» HOW TO COMPLETE THIS TASK: Every line below between the line holding "#[max_length = 5]" and the line holding "use async_trait::async_trait;", inclusive, should be repeated exactly, and all other lines omitted.

(Collected data entries)
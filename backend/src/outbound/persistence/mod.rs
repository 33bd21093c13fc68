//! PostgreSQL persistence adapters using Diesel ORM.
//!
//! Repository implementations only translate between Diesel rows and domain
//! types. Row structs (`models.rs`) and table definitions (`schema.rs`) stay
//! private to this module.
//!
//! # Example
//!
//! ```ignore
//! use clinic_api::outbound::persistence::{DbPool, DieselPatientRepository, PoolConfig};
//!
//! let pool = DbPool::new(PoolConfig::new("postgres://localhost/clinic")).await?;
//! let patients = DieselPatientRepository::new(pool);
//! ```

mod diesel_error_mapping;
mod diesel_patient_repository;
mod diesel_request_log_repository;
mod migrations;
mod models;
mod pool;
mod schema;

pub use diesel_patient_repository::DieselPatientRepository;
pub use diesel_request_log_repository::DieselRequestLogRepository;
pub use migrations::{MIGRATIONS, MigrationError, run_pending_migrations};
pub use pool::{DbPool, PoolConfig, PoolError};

---

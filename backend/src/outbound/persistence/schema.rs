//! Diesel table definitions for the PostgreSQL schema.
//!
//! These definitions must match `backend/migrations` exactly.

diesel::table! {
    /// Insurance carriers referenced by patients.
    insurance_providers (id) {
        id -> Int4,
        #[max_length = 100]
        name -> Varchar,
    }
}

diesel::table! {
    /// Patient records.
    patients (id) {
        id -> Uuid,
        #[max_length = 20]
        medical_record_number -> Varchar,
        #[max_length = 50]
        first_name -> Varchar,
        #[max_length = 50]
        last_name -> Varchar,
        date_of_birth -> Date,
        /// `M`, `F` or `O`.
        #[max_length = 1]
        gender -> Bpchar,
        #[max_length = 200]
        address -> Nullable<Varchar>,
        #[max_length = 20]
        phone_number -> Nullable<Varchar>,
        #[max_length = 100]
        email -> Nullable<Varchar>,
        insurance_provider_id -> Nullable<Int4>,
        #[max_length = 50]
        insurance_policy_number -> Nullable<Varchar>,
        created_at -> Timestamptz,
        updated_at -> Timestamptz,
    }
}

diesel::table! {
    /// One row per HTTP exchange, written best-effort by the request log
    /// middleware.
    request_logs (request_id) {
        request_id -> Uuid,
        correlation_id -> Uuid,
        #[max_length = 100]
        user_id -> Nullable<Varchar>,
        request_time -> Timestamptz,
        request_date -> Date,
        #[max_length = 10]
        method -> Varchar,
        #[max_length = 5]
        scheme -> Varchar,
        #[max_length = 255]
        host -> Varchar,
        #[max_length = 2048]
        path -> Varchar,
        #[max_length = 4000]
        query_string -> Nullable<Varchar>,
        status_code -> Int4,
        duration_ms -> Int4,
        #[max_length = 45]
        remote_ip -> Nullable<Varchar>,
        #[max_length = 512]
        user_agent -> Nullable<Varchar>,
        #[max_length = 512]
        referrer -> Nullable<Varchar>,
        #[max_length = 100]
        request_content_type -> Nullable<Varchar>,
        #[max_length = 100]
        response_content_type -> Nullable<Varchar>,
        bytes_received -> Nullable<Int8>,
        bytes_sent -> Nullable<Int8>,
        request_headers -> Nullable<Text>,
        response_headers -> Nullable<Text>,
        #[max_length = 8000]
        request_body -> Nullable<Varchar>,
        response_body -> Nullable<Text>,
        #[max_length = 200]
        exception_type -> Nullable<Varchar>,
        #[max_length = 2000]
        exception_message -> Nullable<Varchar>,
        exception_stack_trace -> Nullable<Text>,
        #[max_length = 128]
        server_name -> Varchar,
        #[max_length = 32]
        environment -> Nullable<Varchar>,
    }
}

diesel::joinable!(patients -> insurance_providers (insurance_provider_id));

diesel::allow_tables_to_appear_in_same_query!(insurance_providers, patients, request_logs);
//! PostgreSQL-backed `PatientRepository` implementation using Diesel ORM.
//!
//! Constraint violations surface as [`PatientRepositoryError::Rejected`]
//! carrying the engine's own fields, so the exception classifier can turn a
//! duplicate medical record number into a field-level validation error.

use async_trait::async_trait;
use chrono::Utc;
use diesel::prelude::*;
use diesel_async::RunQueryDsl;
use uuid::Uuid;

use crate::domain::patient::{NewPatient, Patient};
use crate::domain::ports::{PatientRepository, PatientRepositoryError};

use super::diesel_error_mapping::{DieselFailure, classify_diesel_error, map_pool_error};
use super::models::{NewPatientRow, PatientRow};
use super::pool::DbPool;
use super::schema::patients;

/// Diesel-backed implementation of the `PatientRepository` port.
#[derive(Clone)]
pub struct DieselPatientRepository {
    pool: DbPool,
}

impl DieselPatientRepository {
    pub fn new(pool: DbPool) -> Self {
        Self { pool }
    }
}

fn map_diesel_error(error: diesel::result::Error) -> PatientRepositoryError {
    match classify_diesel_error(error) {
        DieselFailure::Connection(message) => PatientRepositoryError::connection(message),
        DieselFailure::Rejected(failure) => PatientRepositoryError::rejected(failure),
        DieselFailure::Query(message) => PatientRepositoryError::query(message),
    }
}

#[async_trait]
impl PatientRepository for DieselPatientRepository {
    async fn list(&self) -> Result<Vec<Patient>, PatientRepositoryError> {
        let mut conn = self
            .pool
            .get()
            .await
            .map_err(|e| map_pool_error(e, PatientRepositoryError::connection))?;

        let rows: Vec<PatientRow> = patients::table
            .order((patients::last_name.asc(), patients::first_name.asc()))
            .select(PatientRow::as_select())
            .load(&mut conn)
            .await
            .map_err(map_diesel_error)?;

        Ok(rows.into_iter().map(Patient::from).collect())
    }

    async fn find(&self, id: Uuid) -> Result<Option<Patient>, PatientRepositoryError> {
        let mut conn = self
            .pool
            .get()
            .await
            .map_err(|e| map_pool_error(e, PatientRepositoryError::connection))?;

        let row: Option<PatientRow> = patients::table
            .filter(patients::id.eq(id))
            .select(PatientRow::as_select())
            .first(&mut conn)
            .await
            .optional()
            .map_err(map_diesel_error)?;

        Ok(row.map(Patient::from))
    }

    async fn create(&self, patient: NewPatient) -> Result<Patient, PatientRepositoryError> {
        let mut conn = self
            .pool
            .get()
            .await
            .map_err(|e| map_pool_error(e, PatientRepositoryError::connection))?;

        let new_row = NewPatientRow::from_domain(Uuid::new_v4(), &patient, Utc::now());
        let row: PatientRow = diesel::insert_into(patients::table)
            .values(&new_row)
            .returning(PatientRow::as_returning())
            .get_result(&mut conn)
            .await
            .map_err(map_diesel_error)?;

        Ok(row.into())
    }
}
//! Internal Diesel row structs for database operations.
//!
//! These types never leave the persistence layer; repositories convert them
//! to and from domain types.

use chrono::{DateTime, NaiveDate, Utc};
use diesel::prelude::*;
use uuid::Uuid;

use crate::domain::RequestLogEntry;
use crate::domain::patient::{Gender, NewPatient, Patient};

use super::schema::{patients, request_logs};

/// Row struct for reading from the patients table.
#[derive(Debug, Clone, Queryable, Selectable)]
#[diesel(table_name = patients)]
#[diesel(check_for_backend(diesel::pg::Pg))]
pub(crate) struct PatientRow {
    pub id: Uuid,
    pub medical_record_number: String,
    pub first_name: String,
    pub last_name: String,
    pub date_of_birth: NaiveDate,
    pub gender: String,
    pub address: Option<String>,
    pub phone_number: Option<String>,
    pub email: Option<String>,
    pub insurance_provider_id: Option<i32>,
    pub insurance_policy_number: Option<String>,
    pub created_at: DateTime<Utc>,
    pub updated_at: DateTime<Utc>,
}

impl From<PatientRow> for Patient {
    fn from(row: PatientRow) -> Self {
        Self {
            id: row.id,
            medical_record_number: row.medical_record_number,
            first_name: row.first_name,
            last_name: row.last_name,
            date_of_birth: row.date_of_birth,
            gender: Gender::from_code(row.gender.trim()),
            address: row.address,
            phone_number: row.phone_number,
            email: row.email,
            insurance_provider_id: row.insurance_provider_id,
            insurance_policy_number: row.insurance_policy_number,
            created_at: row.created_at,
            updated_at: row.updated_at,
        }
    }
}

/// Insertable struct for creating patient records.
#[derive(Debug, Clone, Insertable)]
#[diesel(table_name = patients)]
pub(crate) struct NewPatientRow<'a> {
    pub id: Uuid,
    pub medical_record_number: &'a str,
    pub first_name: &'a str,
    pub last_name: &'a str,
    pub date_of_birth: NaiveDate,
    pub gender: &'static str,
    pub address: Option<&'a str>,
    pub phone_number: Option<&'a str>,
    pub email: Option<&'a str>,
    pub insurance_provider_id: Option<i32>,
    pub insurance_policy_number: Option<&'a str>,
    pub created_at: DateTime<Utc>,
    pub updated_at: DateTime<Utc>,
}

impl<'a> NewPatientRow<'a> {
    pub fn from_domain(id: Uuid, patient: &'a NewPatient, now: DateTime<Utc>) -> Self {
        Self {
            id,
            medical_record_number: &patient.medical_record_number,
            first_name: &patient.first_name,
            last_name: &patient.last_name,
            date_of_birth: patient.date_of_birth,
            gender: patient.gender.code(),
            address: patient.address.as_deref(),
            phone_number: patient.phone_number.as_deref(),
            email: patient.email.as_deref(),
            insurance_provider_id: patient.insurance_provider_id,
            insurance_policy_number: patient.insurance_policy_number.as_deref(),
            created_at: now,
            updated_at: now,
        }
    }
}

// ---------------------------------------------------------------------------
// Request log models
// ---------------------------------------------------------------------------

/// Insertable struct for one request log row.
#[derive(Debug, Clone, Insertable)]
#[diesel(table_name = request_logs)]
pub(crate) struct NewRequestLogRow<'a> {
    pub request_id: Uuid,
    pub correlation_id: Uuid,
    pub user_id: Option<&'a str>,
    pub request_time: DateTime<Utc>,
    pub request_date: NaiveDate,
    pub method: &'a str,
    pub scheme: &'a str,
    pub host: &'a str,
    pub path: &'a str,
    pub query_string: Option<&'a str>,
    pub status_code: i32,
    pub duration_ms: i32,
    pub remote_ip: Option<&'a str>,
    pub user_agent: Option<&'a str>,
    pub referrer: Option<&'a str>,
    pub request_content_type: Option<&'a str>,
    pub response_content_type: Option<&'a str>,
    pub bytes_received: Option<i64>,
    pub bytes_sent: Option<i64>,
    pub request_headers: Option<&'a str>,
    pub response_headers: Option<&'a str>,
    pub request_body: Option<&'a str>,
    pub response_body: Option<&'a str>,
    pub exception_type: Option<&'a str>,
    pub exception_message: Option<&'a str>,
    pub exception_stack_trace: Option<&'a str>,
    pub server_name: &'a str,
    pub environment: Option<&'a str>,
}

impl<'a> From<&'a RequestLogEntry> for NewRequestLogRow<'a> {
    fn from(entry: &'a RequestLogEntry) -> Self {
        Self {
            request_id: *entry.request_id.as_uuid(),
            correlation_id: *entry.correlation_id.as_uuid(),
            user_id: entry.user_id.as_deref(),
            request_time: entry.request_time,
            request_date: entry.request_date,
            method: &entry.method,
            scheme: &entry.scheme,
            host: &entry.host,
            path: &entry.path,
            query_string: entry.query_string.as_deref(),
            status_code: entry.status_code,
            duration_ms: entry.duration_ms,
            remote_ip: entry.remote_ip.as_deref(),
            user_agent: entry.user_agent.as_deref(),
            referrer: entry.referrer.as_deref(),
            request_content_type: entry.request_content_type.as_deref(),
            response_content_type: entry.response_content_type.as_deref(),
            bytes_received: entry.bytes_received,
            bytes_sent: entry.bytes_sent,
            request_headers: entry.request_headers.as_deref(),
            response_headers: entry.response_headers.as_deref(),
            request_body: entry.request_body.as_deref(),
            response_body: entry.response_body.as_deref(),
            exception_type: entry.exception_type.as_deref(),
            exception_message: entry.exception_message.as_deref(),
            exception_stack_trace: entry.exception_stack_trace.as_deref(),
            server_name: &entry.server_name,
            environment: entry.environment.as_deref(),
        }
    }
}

» EXPECTED ANSWER:
        #[max_length = 5]
        scheme -> Varchar,
        #[max_length = 255]
        host -> Varchar,
        #[max_length = 2048]
        path -> Varchar,
        #[max_length = 4000]
        query_string -> Nullable<Varchar>,
        status_code -> Int4,
        duration_ms -> Int4,
        #[max_length = 45]
        remote_ip -> Nullable<Varchar>,
        #[max_length = 512]
        user_agent -> Nullable<Varchar>,
        #[max_length = 512]
        referrer -> Nullable<Varchar>,
        #[max_length = 100]
        request_content_type -> Nullable<Varchar>,
        #[max_length = 100]
        response_content_type -> Nullable<Varchar>,
        bytes_received -> Nullable<Int8>,
        bytes_sent -> Nullable<Int8>,
        request_headers -> Nullable<Text>,
        response_headers -> Nullable<Text>,
        #[max_length = 8000]
        request_body -> Nullable<Varchar>,
        response_body -> Nullable<Text>,
        #[max_length = 200]
        exception_type -> Nullable<Varchar>,
        #[max_length = 2000]
        exception_message -> Nullable<Varchar>,
        exception_stack_trace -> Nullable<Text>,
        #[max_length = 128]
        server_name -> Varchar,
        #[max_length = 32]
        environment -> Nullable<Varchar>,
    }
}

diesel::joinable!(patients -> insurance_providers (insurance_provider_id));

diesel::allow_tables_to_appear_in_same_query!(insurance_providers, patients, request_logs);
//! PostgreSQL-backed `PatientRepository` implementation using Diesel ORM.
//!
//! Constraint violations surface as [`PatientRepositoryError::Rejected`]
//! carrying the engine's own fields, so the exception classifier can turn a
//! duplicate medical record number into a field-level validation error.

use async_trait::async_trait;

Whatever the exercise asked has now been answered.